- Task goal -
Pull out every line below that holds the word "VariantWithChildren".

- Records for the task -
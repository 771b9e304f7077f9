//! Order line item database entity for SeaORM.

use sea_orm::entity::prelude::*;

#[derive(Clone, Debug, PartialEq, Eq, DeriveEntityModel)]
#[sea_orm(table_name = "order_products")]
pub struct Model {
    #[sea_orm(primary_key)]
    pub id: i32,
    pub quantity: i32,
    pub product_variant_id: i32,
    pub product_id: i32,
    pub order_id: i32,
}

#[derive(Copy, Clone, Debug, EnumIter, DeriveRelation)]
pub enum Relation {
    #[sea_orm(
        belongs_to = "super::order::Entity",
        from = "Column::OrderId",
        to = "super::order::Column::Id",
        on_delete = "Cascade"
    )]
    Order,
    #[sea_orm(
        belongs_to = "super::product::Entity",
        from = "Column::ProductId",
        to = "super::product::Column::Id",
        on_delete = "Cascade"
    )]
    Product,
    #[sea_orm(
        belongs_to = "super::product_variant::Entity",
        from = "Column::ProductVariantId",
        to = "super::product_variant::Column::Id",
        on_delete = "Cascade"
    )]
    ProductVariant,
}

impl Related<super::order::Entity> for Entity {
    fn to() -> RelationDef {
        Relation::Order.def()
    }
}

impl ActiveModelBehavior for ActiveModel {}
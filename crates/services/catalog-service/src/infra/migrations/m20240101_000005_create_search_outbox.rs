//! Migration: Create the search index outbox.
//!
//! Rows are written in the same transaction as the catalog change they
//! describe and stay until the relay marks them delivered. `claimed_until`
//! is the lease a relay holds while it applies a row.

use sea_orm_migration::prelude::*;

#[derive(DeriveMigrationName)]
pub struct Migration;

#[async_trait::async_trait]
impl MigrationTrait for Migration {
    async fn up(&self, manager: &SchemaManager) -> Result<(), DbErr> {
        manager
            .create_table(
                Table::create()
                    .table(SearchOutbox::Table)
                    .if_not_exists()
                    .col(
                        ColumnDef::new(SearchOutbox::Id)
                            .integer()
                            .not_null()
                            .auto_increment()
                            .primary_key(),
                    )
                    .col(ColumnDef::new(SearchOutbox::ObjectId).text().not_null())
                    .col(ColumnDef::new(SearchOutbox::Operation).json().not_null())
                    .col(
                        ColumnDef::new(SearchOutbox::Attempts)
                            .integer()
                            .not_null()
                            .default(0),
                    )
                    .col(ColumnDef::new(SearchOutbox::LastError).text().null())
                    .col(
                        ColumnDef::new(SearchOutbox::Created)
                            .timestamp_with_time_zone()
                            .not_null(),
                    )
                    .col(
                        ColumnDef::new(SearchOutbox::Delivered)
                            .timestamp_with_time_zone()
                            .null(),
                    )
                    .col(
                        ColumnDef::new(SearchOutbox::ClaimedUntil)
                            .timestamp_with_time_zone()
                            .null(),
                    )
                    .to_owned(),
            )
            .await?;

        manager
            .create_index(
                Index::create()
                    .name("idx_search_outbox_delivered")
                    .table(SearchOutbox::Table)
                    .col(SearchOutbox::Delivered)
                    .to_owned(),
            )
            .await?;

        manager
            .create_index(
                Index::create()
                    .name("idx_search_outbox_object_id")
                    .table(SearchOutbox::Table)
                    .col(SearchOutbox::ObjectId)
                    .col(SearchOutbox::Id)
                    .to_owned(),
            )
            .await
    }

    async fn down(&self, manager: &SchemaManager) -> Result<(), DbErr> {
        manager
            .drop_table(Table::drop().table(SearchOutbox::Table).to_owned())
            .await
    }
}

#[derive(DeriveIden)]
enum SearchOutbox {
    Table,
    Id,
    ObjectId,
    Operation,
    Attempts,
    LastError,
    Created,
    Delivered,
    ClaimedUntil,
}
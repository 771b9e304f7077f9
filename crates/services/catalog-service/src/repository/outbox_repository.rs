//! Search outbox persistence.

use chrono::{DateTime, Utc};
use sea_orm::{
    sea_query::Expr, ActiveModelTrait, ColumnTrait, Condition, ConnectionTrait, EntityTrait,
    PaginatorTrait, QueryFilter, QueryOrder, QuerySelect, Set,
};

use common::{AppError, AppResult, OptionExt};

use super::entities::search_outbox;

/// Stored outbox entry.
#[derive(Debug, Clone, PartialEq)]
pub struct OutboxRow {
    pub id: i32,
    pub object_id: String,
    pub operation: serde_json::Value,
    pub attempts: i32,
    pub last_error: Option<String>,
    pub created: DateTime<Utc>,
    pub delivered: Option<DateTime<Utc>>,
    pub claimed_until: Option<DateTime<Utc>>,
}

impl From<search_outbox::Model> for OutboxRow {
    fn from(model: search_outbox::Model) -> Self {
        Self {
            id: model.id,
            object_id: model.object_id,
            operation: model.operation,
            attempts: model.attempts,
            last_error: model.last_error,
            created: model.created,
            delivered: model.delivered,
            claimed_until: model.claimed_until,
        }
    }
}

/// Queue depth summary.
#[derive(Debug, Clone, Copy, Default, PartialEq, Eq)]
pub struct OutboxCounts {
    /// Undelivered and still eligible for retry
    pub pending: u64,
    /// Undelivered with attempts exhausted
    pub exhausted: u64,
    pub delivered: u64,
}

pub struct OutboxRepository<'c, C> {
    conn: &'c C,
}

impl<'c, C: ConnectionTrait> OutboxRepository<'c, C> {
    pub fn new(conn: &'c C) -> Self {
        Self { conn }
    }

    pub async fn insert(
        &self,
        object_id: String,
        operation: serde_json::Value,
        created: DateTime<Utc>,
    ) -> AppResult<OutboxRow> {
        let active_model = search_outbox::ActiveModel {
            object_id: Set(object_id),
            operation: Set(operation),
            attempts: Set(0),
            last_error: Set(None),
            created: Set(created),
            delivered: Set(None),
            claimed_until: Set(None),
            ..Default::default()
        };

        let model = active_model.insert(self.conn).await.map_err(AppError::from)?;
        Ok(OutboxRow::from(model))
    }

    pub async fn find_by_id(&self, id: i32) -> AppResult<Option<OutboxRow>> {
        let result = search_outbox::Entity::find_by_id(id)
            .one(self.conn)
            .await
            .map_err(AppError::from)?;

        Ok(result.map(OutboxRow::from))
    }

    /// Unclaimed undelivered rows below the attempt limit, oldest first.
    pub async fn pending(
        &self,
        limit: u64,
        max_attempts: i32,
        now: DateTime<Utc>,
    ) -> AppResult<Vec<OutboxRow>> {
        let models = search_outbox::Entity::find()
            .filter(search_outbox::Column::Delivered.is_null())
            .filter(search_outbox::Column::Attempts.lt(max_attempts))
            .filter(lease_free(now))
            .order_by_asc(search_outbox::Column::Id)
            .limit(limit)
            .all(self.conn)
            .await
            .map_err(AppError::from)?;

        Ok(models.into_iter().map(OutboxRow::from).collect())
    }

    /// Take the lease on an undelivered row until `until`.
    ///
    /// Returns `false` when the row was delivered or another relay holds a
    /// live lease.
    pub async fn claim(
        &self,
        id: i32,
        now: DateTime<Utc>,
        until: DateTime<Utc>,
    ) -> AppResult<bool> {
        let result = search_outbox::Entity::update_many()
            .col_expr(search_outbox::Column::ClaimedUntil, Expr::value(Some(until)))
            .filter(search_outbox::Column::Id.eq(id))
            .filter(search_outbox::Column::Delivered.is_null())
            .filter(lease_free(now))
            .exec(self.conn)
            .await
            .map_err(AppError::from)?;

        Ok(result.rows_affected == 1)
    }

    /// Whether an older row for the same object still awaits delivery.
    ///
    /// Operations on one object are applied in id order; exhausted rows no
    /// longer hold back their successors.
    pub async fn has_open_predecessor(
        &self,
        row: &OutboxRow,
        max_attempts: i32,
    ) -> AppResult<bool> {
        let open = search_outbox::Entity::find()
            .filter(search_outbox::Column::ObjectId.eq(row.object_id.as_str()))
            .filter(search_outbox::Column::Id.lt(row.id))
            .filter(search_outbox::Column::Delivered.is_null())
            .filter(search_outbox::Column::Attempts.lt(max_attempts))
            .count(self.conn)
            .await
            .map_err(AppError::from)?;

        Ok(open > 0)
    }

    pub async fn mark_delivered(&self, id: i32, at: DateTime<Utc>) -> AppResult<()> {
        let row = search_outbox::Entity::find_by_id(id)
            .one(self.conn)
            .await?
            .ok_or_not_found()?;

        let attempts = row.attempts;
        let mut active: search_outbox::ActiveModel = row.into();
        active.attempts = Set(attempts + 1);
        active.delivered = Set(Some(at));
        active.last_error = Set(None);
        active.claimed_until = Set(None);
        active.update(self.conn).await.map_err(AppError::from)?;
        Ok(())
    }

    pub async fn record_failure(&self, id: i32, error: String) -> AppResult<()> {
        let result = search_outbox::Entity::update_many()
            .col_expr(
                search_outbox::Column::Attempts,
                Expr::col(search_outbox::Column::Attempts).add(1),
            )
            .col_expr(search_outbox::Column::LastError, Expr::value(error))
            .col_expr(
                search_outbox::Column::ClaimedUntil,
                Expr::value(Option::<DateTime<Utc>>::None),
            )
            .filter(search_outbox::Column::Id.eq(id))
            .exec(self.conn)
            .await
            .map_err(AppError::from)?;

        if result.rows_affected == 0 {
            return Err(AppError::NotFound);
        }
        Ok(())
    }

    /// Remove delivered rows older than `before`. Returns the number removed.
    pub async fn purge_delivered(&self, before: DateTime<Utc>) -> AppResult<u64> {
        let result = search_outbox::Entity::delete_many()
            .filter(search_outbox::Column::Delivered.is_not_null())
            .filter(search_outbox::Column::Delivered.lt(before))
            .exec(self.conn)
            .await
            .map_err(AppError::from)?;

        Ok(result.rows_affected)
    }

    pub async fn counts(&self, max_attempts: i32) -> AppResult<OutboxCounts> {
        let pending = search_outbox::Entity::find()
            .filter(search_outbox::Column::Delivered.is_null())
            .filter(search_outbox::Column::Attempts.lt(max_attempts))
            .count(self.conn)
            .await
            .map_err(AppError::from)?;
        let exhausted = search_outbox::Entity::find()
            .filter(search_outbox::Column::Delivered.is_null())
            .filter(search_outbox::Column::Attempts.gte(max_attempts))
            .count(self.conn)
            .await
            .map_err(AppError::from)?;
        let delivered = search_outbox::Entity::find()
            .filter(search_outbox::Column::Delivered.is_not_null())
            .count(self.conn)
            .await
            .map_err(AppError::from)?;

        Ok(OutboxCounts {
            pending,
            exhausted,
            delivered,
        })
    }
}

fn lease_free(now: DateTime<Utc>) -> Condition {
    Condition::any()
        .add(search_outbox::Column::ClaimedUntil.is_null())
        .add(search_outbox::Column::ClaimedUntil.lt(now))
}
--
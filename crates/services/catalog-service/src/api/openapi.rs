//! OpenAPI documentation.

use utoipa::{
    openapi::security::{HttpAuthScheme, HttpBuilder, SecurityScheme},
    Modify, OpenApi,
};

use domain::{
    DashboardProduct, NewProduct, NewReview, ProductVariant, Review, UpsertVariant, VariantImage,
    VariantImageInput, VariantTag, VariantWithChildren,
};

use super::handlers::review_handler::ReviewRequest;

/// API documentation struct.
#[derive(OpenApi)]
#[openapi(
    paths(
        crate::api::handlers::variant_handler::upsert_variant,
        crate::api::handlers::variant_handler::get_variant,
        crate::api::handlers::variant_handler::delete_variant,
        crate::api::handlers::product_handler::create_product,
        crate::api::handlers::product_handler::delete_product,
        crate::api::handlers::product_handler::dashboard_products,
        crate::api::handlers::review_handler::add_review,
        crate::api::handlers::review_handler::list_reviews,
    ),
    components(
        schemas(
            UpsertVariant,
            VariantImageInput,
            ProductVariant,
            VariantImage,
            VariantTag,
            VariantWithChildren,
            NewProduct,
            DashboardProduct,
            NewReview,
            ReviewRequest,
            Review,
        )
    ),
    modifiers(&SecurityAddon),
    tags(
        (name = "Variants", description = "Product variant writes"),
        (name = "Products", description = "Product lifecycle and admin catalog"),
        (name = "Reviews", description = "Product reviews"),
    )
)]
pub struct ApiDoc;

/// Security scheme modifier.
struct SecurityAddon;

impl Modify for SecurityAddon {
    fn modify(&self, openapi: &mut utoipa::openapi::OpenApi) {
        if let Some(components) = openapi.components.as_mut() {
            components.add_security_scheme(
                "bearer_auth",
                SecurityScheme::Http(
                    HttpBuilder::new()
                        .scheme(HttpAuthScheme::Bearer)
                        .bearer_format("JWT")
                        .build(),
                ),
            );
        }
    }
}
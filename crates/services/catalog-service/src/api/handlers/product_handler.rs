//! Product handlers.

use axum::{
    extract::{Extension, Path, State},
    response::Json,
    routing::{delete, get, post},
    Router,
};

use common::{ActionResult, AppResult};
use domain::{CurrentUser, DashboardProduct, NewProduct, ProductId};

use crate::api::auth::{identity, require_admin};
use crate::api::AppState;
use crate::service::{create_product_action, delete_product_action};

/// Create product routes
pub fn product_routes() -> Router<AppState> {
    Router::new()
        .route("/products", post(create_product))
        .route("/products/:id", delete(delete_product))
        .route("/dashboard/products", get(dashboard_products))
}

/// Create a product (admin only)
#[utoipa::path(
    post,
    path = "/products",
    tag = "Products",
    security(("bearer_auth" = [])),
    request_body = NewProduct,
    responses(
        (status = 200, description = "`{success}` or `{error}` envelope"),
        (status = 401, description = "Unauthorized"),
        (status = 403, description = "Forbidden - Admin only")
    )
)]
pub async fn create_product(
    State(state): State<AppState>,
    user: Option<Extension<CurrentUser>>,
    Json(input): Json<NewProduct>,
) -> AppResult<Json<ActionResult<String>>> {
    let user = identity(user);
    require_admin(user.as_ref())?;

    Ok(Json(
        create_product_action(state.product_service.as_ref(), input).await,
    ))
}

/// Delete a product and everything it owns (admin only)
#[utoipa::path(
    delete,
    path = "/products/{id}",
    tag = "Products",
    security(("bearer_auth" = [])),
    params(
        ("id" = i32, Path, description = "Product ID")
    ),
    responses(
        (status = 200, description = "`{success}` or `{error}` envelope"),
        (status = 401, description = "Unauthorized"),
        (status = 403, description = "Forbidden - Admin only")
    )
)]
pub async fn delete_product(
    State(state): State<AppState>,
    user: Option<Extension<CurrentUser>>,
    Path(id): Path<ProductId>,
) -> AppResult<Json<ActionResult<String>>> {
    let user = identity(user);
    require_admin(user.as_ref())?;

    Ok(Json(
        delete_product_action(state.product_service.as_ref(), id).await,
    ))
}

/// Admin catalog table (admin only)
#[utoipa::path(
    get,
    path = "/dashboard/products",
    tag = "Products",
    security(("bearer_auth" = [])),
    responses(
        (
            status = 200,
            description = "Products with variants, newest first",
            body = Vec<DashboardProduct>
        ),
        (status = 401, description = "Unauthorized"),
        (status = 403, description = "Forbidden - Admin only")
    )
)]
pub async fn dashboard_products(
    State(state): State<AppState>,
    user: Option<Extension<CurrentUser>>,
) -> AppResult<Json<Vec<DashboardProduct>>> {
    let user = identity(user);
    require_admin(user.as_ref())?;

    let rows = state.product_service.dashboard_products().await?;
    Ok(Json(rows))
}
...
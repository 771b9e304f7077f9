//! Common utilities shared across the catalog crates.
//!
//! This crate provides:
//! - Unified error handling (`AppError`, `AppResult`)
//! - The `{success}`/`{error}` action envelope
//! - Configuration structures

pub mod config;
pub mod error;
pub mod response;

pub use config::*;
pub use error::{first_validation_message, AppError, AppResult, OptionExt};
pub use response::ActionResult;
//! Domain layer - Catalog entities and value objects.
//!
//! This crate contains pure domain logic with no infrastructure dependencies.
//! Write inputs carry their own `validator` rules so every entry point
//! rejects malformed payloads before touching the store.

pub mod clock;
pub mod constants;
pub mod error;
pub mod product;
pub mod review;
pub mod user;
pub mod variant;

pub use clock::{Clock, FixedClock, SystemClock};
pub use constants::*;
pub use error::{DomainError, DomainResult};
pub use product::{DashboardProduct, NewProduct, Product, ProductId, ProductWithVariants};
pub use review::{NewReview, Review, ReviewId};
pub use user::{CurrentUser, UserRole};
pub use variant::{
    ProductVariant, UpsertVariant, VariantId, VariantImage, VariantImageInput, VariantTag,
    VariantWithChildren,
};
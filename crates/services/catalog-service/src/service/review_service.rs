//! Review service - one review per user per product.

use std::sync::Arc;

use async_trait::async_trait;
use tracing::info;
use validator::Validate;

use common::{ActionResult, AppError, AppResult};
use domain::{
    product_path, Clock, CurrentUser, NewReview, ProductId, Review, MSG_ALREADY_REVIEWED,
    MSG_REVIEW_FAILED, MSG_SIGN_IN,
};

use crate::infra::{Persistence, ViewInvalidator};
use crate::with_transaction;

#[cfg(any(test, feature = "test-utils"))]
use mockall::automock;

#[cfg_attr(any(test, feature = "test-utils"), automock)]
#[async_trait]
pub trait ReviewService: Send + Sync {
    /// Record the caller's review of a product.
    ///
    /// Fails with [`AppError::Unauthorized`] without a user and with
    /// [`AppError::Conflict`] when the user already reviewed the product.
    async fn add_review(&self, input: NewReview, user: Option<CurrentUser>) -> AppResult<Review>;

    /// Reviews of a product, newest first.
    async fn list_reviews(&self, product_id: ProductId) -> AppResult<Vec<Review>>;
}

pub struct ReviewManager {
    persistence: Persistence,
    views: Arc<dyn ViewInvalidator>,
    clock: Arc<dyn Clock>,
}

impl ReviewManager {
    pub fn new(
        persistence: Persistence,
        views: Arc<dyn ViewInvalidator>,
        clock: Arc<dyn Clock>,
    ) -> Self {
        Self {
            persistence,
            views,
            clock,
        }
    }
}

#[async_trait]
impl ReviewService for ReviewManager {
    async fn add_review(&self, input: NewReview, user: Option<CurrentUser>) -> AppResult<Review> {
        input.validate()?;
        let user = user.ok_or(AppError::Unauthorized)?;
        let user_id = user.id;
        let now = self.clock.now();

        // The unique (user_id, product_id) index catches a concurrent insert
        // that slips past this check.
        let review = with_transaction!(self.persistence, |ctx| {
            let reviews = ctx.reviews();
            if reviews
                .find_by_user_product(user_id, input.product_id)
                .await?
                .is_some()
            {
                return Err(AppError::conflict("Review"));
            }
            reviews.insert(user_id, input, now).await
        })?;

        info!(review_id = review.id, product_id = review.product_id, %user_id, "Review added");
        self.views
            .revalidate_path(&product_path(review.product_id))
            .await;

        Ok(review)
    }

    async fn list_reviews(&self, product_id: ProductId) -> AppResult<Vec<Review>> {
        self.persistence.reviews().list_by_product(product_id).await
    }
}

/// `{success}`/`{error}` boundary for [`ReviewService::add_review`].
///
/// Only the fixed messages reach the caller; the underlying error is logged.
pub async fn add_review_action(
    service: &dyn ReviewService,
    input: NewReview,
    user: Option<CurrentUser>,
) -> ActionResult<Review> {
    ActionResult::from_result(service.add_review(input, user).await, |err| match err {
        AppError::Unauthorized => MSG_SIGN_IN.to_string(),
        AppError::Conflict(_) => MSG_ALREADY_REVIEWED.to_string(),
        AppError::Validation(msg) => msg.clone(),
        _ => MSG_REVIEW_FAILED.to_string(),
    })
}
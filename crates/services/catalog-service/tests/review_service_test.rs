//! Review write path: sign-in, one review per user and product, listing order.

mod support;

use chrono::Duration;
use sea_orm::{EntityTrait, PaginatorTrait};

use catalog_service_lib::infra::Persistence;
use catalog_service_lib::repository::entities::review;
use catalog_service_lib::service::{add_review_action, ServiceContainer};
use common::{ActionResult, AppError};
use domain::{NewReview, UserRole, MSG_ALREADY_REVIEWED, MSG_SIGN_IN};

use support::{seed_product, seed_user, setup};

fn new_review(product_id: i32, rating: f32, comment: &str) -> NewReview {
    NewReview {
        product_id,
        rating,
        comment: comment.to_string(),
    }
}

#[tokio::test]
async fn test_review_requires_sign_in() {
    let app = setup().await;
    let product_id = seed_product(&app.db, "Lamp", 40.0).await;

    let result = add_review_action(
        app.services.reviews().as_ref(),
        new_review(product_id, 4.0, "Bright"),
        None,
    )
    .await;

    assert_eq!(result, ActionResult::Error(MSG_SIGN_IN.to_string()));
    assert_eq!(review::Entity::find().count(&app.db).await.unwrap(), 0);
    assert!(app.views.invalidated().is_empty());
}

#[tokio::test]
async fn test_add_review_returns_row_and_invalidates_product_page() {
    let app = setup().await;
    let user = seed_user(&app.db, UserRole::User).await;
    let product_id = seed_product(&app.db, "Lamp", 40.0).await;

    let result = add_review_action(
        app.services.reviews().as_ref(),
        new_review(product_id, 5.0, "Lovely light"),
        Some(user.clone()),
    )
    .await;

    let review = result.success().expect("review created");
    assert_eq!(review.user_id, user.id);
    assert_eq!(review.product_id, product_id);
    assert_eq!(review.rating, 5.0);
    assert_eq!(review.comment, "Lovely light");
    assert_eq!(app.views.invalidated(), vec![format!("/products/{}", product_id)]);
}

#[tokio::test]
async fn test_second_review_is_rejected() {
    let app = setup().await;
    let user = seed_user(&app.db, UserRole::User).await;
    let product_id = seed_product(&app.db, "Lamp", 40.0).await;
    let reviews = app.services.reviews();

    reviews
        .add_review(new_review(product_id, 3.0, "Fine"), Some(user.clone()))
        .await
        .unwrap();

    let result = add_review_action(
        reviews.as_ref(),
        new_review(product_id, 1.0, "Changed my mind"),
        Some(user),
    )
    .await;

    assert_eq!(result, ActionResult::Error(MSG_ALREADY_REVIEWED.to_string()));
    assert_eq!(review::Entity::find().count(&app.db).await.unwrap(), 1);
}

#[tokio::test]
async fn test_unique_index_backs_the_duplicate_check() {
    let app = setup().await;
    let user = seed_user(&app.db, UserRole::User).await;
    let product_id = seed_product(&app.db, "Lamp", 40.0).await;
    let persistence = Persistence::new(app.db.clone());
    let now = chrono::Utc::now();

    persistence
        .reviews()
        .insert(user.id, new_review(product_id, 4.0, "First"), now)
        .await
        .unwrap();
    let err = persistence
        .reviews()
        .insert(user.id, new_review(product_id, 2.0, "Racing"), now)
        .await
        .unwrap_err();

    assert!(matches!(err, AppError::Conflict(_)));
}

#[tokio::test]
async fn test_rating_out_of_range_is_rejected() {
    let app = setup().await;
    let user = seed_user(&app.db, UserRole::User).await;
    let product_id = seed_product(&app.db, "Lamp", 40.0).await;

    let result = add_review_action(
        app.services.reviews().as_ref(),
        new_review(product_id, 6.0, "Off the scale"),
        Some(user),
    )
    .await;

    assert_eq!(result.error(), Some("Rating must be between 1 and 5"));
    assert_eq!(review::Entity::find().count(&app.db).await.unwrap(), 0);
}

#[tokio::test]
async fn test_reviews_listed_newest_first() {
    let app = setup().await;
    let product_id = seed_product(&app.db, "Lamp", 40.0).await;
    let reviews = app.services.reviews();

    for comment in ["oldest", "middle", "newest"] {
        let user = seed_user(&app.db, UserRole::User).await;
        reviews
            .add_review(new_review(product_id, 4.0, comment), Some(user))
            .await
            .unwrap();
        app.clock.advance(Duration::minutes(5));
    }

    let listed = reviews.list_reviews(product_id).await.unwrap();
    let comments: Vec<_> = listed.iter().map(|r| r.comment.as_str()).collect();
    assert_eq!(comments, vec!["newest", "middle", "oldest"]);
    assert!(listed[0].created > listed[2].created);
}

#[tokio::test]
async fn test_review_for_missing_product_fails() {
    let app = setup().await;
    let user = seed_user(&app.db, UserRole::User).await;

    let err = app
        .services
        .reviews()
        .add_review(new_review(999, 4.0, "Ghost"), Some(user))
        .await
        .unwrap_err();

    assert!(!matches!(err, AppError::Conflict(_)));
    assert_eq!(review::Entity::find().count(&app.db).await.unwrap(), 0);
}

- Task result -
    VariantImageInput, VariantTag, VariantWithChildren,
            VariantWithChildren,
    VariantWithChildren,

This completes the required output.